Rogier van Dalen wrote:
Be careful with making a global assertion. Different users of a Unicode library will need to access the data at different levels. Some will need the raw encoding bytes or words, some will need code points, and some will need 'grapheme clusters'.
The library should support working at the level that each particular user needs, and different parts of an application or library may need to work at multiple levels.
A decision must be made. Certainly you should have access to code points; and you should be able to work at multiple levels. However, one level has to be the default level. Most programmers should be able to get what they want by using boost::unicode_string (or whatever it's going to be called). We need to make a "global assertion" that's correct 99% of the time.
I don't see why there has to be a "default" inteface at all. There should just be multiple interfaces, one for each level that a programmer may have need to work at.
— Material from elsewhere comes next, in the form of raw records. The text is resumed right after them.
//! Static evaluation
//!
//! Centipawn material count plus a flat bonus for pawns and knights that
//! occupy the four central squares. The score is relative to the side to
//! move, which keeps it compatible with negamax sign flipping.

use crate::core::board::{Board, PieceType, Square};

/// Flat bonus for a pawn or knight on the central 2x2 block
const CENTER_BONUS: i32 = 20;

/// Centipawn value of a piece type
pub const fn piece_value(piece_type: PieceType) -> i32 {
    match piece_type {
        PieceType::Pawn => 100,
        PieceType::Knight => 320,
        PieceType::Bishop => 330,
        PieceType::Rook => 500,
        PieceType::Queen => 900,
        PieceType::King => 20000,
    }
}

#[inline]
const fn is_central(sq: Square) -> bool {
    let file = sq.file();
    let rank = sq.rank();
    file >= 3 && file <= 4 && rank >= 3 && rank <= 4
}

/// Evaluate the board from the perspective of the side to move
/// (positive favors the mover)
pub fn evaluate(board: &Board) -> i32 {
    let mut score = 0;
    for sq in (0..64).map(Square::new) {
        let Some(piece) = board.piece_at(sq) else {
            continue;
        };

        let mut value = piece_value(piece.piece_type);
        if matches!(piece.piece_type, PieceType::Pawn | PieceType::Knight) && is_central(sq) {
            value += CENTER_BONUS;
        }

        if piece.color == board.side_to_move {
            score += value;
        } else {
            score -= value;
        }
    }
    score
}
I think we need an interface that will work for programmers that have no idea what the difference between a code point or a grapheme cluster is, and don't want to be bothered by the difference between
U+0135 LATIN SMALL LETTER J WITH CIRCUMFLEX and U+006A LATIN SMALL LETTER J U+0302 COMBINING CIRCUMFLEX ACCENT
That's fine for *certain* uses. Other programs may have a need to distinguish between the two, and need the ability to convert a Unicode string from the form where all combining characters are combined and the form where they are all separate explicit codepoints. A way of telling the library that you don't care about the difference is to ensure that every string you use is canonicalized into the form that makes your job easier. Alternatively, the interface could provide the ability to set state bits in the string that indicate whether you want to see the differences or not.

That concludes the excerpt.